Dataset entries ->
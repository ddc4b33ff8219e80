//! Allocation, commit, rollback and garbage collection of identifier
//! storage within one shard.

use std::collections::{BTreeSet, HashSet};
use std::fmt;
use std::fs;
use std::path::PathBuf;
use std::sync::atomic::{AtomicU64, Ordering};
use std::sync::Arc;

use tracing::{debug, instrument};
use tsfs_config::{log_alloc_debug, log_alloc_info, log_gc_error, log_gc_info, LaneConfig};
use tsfs_index::{ExclusiveIndex, LaneRef, LmdbIndex, LocationRecord, OrderedIndex};
use tsfs_shard::{DirectoryShard, FsId};

use crate::{AllocError, LaneAddressSpace, LaneAllocator, Result, StorageHandle};

/// Index directory inside the shard root
pub const INDEX_DIR: &str = "fsid.lmdb";

/// Index file left by the previous on-disk format
pub const LEGACY_INDEX_FILE: &str = "fsid.btree";

pub const DATA_SEQUENCE_FILE: &str = "data.seq";
pub const META_SEQUENCE_FILE: &str = "meta.seq";

/// Which stream a container holds
#[derive(Debug, Clone, Copy, PartialEq, Eq, Hash)]
pub enum ContainerKind {
    Data,
    Meta,
}

impl ContainerKind {
    fn prefix(self) -> &'static str {
        match self {
            ContainerKind::Data => "d-",
            ContainerKind::Meta => "m-",
        }
    }
}

/// Shard-level name of a container file, e.g. `d-17`.
pub fn container_name(kind: ContainerKind, file_id: u32) -> String {
    format!("{}{}", kind.prefix(), file_id)
}

/// Inverse of [`container_name`]; `None` for anything else.
pub fn parse_container_name(name: &str) -> Option<(ContainerKind, u32)> {
    [ContainerKind::Data, ContainerKind::Meta]
        .into_iter()
        .find_map(|kind| {
            let digits = name.strip_prefix(kind.prefix())?;
            if digits.is_empty() || !digits.bytes().all(|b| b.is_ascii_digit()) {
                return None;
            }
            digits.parse().ok().map(|id| (kind, id))
        })
}

/// Outcome of one garbage collection sweep
#[derive(Debug, Clone, Default)]
pub struct GcReport {
    pub shard_root: PathBuf,
    /// Container files found on disk
    pub scanned: usize,
    /// Distinct containers referenced by some record
    pub referenced: usize,
    pub deleted: Vec<String>,
    /// Unreferenced containers that could not be removed
    pub failed: Vec<String>,
    pub bytes_freed: u64,
}

/// Storage allocator for the identifiers of one shard.
///
/// Safe to share between threads. Callers must not serialize calls behind
/// a lock of their own: point operations rely on the index's per-key
/// locking, and only flush and garbage collection take the index
/// exclusively.
pub struct StorageAllocator<I: OrderedIndex = LmdbIndex> {
    shard: Arc<DirectoryShard>,
    index: I,
    data_lanes: LaneAllocator,
    meta_lanes: LaneAllocator,
    lanes_per_container: u32,
    header_size: u64,
    flush_every: u64,
    mutations: AtomicU64,
}

impl<I: OrderedIndex> fmt::Debug for StorageAllocator<I> {
    fn fmt(&self, f: &mut fmt::Formatter<'_>) -> fmt::Result {
        f.debug_struct("StorageAllocator")
            .field("root", &self.shard.root())
            .field("lanes_per_container", &self.lanes_per_container)
            .field("mutations", &self.mutations.load(Ordering::Relaxed))
            .finish()
    }
}

impl StorageAllocator<LmdbIndex> {
    /// Open the allocator living in `shard`'s root.
    ///
    /// Fails with [`AllocError::UnconvertedIndex`] when only a legacy index
    /// is present.
    pub fn open(shard: Arc<DirectoryShard>, lanes: &LaneConfig) -> Result<Self> {
        let legacy = shard.root().join(LEGACY_INDEX_FILE);
        let index_dir = shard.root().join(INDEX_DIR);
        if legacy.exists() && !index_dir.exists() {
            return Err(AllocError::UnconvertedIndex(legacy));
        }
        let index = LmdbIndex::open(&index_dir)?;
        Self::with_index(shard, index, lanes)
    }
}

impl<I: OrderedIndex> StorageAllocator<I> {
    pub fn with_index(shard: Arc<DirectoryShard>, index: I, lanes: &LaneConfig) -> Result<Self> {
        if lanes.flush_every == 0 {
            return Err(AllocError::InvalidConfig("flush_every must be positive".into()));
        }
        let data_lanes =
            LaneAllocator::open(shard.root().join(DATA_SEQUENCE_FILE), lanes.lanes_per_container)?;
        let meta_lanes =
            LaneAllocator::open(shard.root().join(META_SEQUENCE_FILE), lanes.lanes_per_container)?;

        debug!(root = %shard.root().display(), "Opened storage allocator");
        Ok(Self {
            shard,
            index,
            data_lanes,
            meta_lanes,
            lanes_per_container: lanes.lanes_per_container,
            header_size: lanes.header_size,
            flush_every: lanes.flush_every,
            mutations: AtomicU64::new(0),
        })
    }

    pub fn shard(&self) -> &Arc<DirectoryShard> {
        &self.shard
    }

    pub fn index(&self) -> &I {
        &self.index
    }

    /// Path of a container file, placed by the shard.
    pub fn container_path(&self, kind: ContainerKind, file_id: u32) -> PathBuf {
        self.shard.path_for_id(&container_name(kind, file_id))
    }

    fn lane_space(&self, kind: ContainerKind, lane: LaneRef) -> LaneAddressSpace {
        LaneAddressSpace::new(
            lane.lane,
            self.header_size,
            self.lanes_per_container,
            lane.file_id,
            self.container_path(kind, lane.file_id),
        )
    }

    fn handle(&self, id: FsId, record: LocationRecord) -> Result<StorageHandle<'_, I>> {
        let (data, meta) = record.lanes().ok_or_else(|| AllocError::NoStorage(id.clone()))?;
        let data = self.lane_space(ContainerKind::Data, data);
        let meta = self.lane_space(ContainerKind::Meta, meta);
        Ok(StorageHandle::new(self, id, data, meta))
    }

    /// Storage for `id`, allocating a provisional lane pair when absent and
    /// `create` is set.
    ///
    /// Two threads racing on the same identifier both draw lanes; the
    /// loser's lanes stay unreferenced until garbage collection.
    #[instrument(level = "debug", skip(self), fields(id = %id))]
    pub fn allocate_or_fetch(
        &self,
        id: &FsId,
        create: bool,
    ) -> Result<Option<StorageHandle<'_, I>>> {
        if let Some(record) = self.index.find(id)? {
            return self.handle(id.clone(), record).map(Some);
        }
        if !create {
            return Ok(None);
        }

        let data = self.data_lanes.next()?;
        let meta = self.meta_lanes.next()?;
        let mine = LocationRecord::provisional(data, meta);
        let winner = self.index.insert_if_absent(id, mine)?;
        if winner == mine {
            self.signal_mutation()?;
        } else {
            log_alloc_debug!(
                id = %id,
                data_file = data.file_id,
                data_lane = data.lane,
                "Lost allocation race, lanes left for collection"
            );
        }
        self.handle(id.clone(), winner).map(Some)
    }

    /// Commit every provisional record among `ids`. Unknown identifiers are
    /// ignored.
    pub fn mark_persistent(&self, ids: &[FsId]) -> Result<()> {
        let mut sorted: Vec<&FsId> = ids.iter().collect();
        sorted.sort();
        for id in sorted {
            let committed = self
                .index
                .replace_if(id, |r| r.is_provisional().then(|| r.with_committed(true)))?;
            if committed {
                self.signal_mutation()?;
            }
        }
        Ok(())
    }

    /// Delete provisional records among `ids`, or every provisional record
    /// when `ids` is `None`. Records committed in the meantime survive.
    /// Always flushes. Returns how many records were removed.
    pub fn rollback(&self, ids: Option<&[FsId]>) -> Result<usize> {
        let targets: Vec<FsId> = match ids {
            Some(ids) => ids.to_vec(),
            None => self.all_provisional_ids()?.into_iter().collect(),
        };

        let mut removed = 0;
        for id in &targets {
            if self.index.delete_if(id, |r| r.is_provisional())? {
                removed += 1;
                self.signal_mutation()?;
            }
        }
        self.flush_pending()?;

        if removed > 0 {
            log_alloc_info!(
                removed,
                root = %self.shard.root().display(),
                "Rolled back provisional records"
            );
        }
        Ok(removed)
    }

    /// Set whether `id` is provisional.
    pub fn set_provisional(&self, id: &FsId, provisional: bool) -> Result<()> {
        let replaced = self
            .index
            .replace_if(id, |r| Some(r.with_committed(!provisional)))?;
        if !replaced {
            return Err(AllocError::UnknownId(id.clone()));
        }
        self.signal_mutation()
    }

    /// Forget `id`. Its lanes are reclaimed by garbage collection.
    pub fn remove(&self, id: &FsId) -> Result<bool> {
        let removed = self.index.delete(id)?;
        if removed {
            self.signal_mutation()?;
        }
        Ok(removed)
    }

    pub fn exists(&self, id: &FsId) -> Result<bool> {
        Ok(self.index.find(id)?.is_some())
    }

    pub fn is_provisional(&self, id: &FsId) -> Result<bool> {
        match self.index.find(id)? {
            Some(record) => Ok(record.is_provisional()),
            None => Err(AllocError::UnknownId(id.clone())),
        }
    }

    pub fn all_ids(&self) -> Result<BTreeSet<FsId>> {
        Ok(self.index.entries()?.into_iter().map(|(id, _)| id).collect())
    }

    pub fn all_provisional_ids(&self) -> Result<BTreeSet<FsId>> {
        self.ids_where(LocationRecord::is_provisional)
    }

    pub fn all_committed_ids(&self) -> Result<BTreeSet<FsId>> {
        self.ids_where(LocationRecord::is_committed)
    }

    fn ids_where(&self, pred: fn(&LocationRecord) -> bool) -> Result<BTreeSet<FsId>> {
        Ok(self
            .index
            .entries()?
            .into_iter()
            .filter(|(_, r)| pred(r))
            .map(|(id, _)| id)
            .collect())
    }

    /// Count a mutation, flushing on every `flush_every`-th one.
    ///
    /// The counter belongs to this allocator, so the bound on unflushed
    /// mutations holds per index rather than across the process.
    fn signal_mutation(&self) -> Result<()> {
        let n = self.mutations.fetch_add(1, Ordering::AcqRel) + 1;
        if n % self.flush_every == 0 {
            self.flush_pending()?;
        }
        Ok(())
    }

    /// Make all index mutations durable, holding the index exclusively.
    pub fn flush_pending(&self) -> Result<()> {
        let mut exclusive = self.index.lock()?;
        exclusive.flush_pending()?;
        Ok(())
    }

    /// Delete every container file no record refers to.
    ///
    /// Holds the index exclusively for the whole sweep. A file that cannot
    /// be deleted is logged and skipped.
    #[instrument(level = "debug", skip(self), fields(root = %self.shard.root().display()))]
    pub fn garbage_collect(&self) -> Result<GcReport> {
        let exclusive = self.index.lock()?;

        let mut referenced = HashSet::new();
        for (_, record) in exclusive.entries()? {
            if let Some((data, meta)) = record.lanes() {
                referenced.insert((ContainerKind::Data, data.file_id));
                referenced.insert((ContainerKind::Meta, meta.file_id));
            }
        }

        let mut report = GcReport {
            shard_root: self.shard.root().to_path_buf(),
            referenced: referenced.len(),
            ..GcReport::default()
        };

        let listed = self.shard.list_all_ids()?;
        self.sweep(listed, &referenced, &mut report);

        drop(exclusive);
        Ok(report)
    }

    /// Remove every listed container absent from `referenced`, recording
    /// each outcome in `report`. Must run under the exclusive index lock.
    fn sweep<N>(
        &self,
        listed: N,
        referenced: &HashSet<(ContainerKind, u32)>,
        report: &mut GcReport,
    ) where
        N: IntoIterator<Item = String>,
    {
        for name in listed {
            let Some(container) = parse_container_name(&name) else {
                continue;
            };
            report.scanned += 1;
            if referenced.contains(&container) {
                continue;
            }

            let path = self.shard.path_for_id(&name);
            let size = fs::metadata(&path).map(|m| m.len()).unwrap_or(0);
            match fs::remove_file(&path) {
                Ok(()) => {
                    log_gc_info!(container = %name, bytes = size, "Deleted unreferenced container");
                    report.bytes_freed += size;
                    report.deleted.push(name);
                }
                Err(e) => {
                    log_gc_error!(
                        container = %name,
                        error = %e,
                        "Failed to delete unreferenced container"
                    );
                    report.failed.push(name);
                }
            }
        }
    }

    /// Flush and close the index and both sequences.
    pub fn close(&self) -> Result<()> {
        self.index.close()?;
        self.data_lanes.close()?;
        self.meta_lanes.close()?;
        Ok(())
    }
}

TASK REQUIREMENTS -> The answer is the run of lines above from the line containing "use std::fs;" through the line containing "previous on-disk format", copied exactly and alone.

OUTPUT OF THE EXERCISE ->
use std::fs;
use std::path::PathBuf;
use std::sync::atomic::{AtomicU64, Ordering};
use std::sync::Arc;

use tracing::{debug, instrument};
use tsfs_config::{log_alloc_debug, log_alloc_info, log_gc_error, log_gc_info, LaneConfig};
use tsfs_index::{ExclusiveIndex, LaneRef, LmdbIndex, LocationRecord, OrderedIndex};
use tsfs_shard::{DirectoryShard, FsId};

use crate::{AllocError, LaneAddressSpace, LaneAllocator, Result, StorageHandle};

/// Index directory inside the shard root
pub const INDEX_DIR: &str = "fsid.lmdb";

/// Index file left by the previous on-disk format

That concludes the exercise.